Позднее, вспоминая эти мгновения, я уяснил себе, что эмоции, от которых затряслись руки моей матери, относились не только к самому факту рождения этого ребенка, с его поразительно густыми волосами, но равным образом и к тому далекому и смутному теперь, покрытому туманом времени воспоминанию о чувствах, которые она испытала некогда, рожая меня, в полном одиночестве и не подозревая, что в ее жизни подобное больше не повторится. Сам я тоже был странно тронут этой черной кудрявой головкой, появившейся из окровавленной материнской утробы, но по причине прямо противоположной — головка моей дочери была совсем не похожа на стриженую голову Микаэлы в тот день первого нашего знакомства, когда я, в гостиной Лазаров принял ее за мальчика. Теперь смуглая малышка тихо покоилась на моей подушке, пока я дожидался, чтобы вышла плацента, с тем чтобы я без спешки мог наложить швы на разрывы в вагине с помощью ниток, принесенных мною из больницы. Я употребил здесь выражение „не спеша“ потому лишь, что Микаэла, вся светившаяся от счастья, видела, насколько горд я тем, что в качестве врача способствовал рождецию собственного ребенка. Но она не имела ни малейшего представления о той цене, которую мне придется заплатить за то, что вынужден был иметь дело с ее кровью, вагиной и плацентой. И когда Стефани, на которую произвело большое впечатление то, как я проявил себя в течение всей этой долгой ночи, под конец пригласила моего отца в спальню взглянуть на его внучку, я не стал дожидаться реакции этого добряка, который всю долгую ночь просидел, не сомкнув глаз, в гостиной, а поспешил в ванную, чтобы смыть то, чем, как я чувствовал, я запятнал и ту не слишком большую любовь, которую я испытывал к своей жене.
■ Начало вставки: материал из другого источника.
mod config;
mod engine;
mod handlers;
mod models;
mod router;
mod seeds;
mod store;
mod utils;

use std::sync::Arc;
use tokio::signal;
use tracing_subscriber::{layer::SubscriberExt, util::SubscriberInitExt};

use config::Config;
use models::Snapshot;
use store::Store;

/// Application state shared across handlers
pub struct AppState {
    pub store: Store,
    pub config: Config,
}

#[tokio::main]
async fn main() -> anyhow::Result<()> {
    // A missing .env file is fine
    dotenvy::dotenv().ok();

    // Initialize tracing
    tracing_subscriber::registry()
        .with(
            tracing_subscriber::EnvFilter::try_from_default_env()
                .unwrap_or_else(|_| "template_stacks=info,tower_http=debug".into()),
        )
        .with(tracing_subscriber::fmt::layer())
        .init();

    // Load configuration
    let cfg = Config::load();
    tracing::info!("Starting Template Stacks Server");
    tracing::info!("Listen: {}", cfg.listen_addr);
    tracing::info!("Frontend: {}", cfg.frontend_dir);

    let snapshot = if cfg.seed_demo_data {
        seeds::demo_snapshot()
    } else {
        Snapshot::default()
    };
    tracing::info!(
        "Loaded {} template(s), {} stack(s), {} object(s)",
        snapshot.templates.len(),
        snapshot.stacks.len(),
        snapshot.entities.len()
    );

    // Create app state
    let state = Arc::new(AppState {
        store: Store::new(snapshot),
        config: cfg.clone(),
    });

    // Build router
    let app = router::build(state, &cfg.frontend_dir);

    // Start server
    let listener = tokio::net::TcpListener::bind(&cfg.listen_addr).await?;
    tracing::info!("Template Stacks listening on {}", cfg.listen_addr);

    axum::serve(listener, app)
        .with_graceful_shutdown(shutdown_signal())
        .await?;

    tracing::info!("Template Stacks shutting down");
    Ok(())
}

async fn shutdown_signal() {
    let ctrl_c = async {
        if let Err(e) = signal::ctrl_c().await {
            tracing::error!("Failed to install Ctrl+C handler: {}", e);
        }
    };

    #[cfg(unix)]
    let terminate = async {
        match signal::unix::signal(signal::unix::SignalKind::terminate()) {
            Ok(mut sig) => {
                sig.recv().await;
            }
            Err(e) => {
                tracing::error!("Failed to install SIGTERM handler: {}", e);
                std::future::pending::<()>().await;
            }
        }
    };

    #[cfg(not(unix))]
    let terminate = std::future::pending::<()>();

    tokio::select! {
        _ = ctrl_c => {},
        _ = terminate => {},
    }
}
И так велика была усталость, накопившаяся во мне, во всех четырех ипостасях, в которых я выступал в течение всей этой бесконечной ночи — как врач, муж, отец и сын, — что я едва не заснул в теплой, благоухающей ванне, пропустив появление исчезнувшей акушерки, оказавшейся высокой смуглокожей женщиной восточного типа с надменным выражением лица и седыми волосами. Ее таинственное исчезновение объяснилось весьма прозаически: как только она получила наш вызов, она поспешила выйти из дома и тут же попала под машину, когда по переходу шла через улицу. Машина задела ее колено, и в результате ей пришлось несколько часов провести сначала в полицейском участке, а затем в отделении скорой помощи. Поскольку у нее не было номера нашего телефона, а в городской телефонной книге не значилось наших фамилий, она не могла с нами связаться. Однако она не догадалась просто вернуться домой, а под грузом ответственности и скрипя зубами от боли, явилась сюда, чтобы выполнить данное ею обещание, сопутствуемая молоденькой дочерью, с единственной целью — выяснить, нужна ли еще ее помощь. Поскольку роды были уже позади, Микаэла и Стефани были ей рады и предложили сесть в кресло, стоявшее в спальне, — прежде всего, чтобы в подробностях рассказать ей, как проходил весь процесс рождения нашей дочери и как помогло при этом правильное дыхание, которому она научила Микаэлу, превозмогать боль; ну а затем, чтобы она опытным глазом взглянула на ребенка и высказала свое мнение. Они разбудили девочку и положили ее, голенькую, на колени акушерке, которая внимательно осмотрела ее и смазала специальным маслом, которое она принесла с собой. После чего Стефани положила ее обратно в нашу кровать рядом с Микаэлой, поскольку у нее еще не было кроватки, хотя Микаэла и купила заблаговременно все необходимое для ребенка, но она оставила все это в магазине: „Чтобы не вызвать зависть таинственных сил зла до тех пор, пока роды благополучно не завершатся“.
— Не могу поверить, — сказал мой отец Микаэле в полном изумлении. — Современная свободная женщина вроде тебя может говорить о существовании „таинственных сил зла?“
— Конечно, мне не хочется верить в существование этих сил, — шутливо ответила Микаэла. — Но что я могу поделать, если эти силы верят в меня?
Микаэла и Стефани превозносили меня до небес перед акушеркой, которая внимательно разглядывала пуповину, потом похвалила наложенные мною швы, но не могла скрыть своего несогласия с инъекцией, которую я сделал Микаэле с целью ускорить роды. Почему я вдруг так заспешил? — хотела бы она знать. У природы есть ее собственный ритм. Если бы я так не поторопился, она успела бы прибыть и принять в этих родах участие, как положено. Кто знает, о чем она думала в эту минуту — о гонораре, которого лишилась, или о профессиональном достоинстве? Или о том и о другом?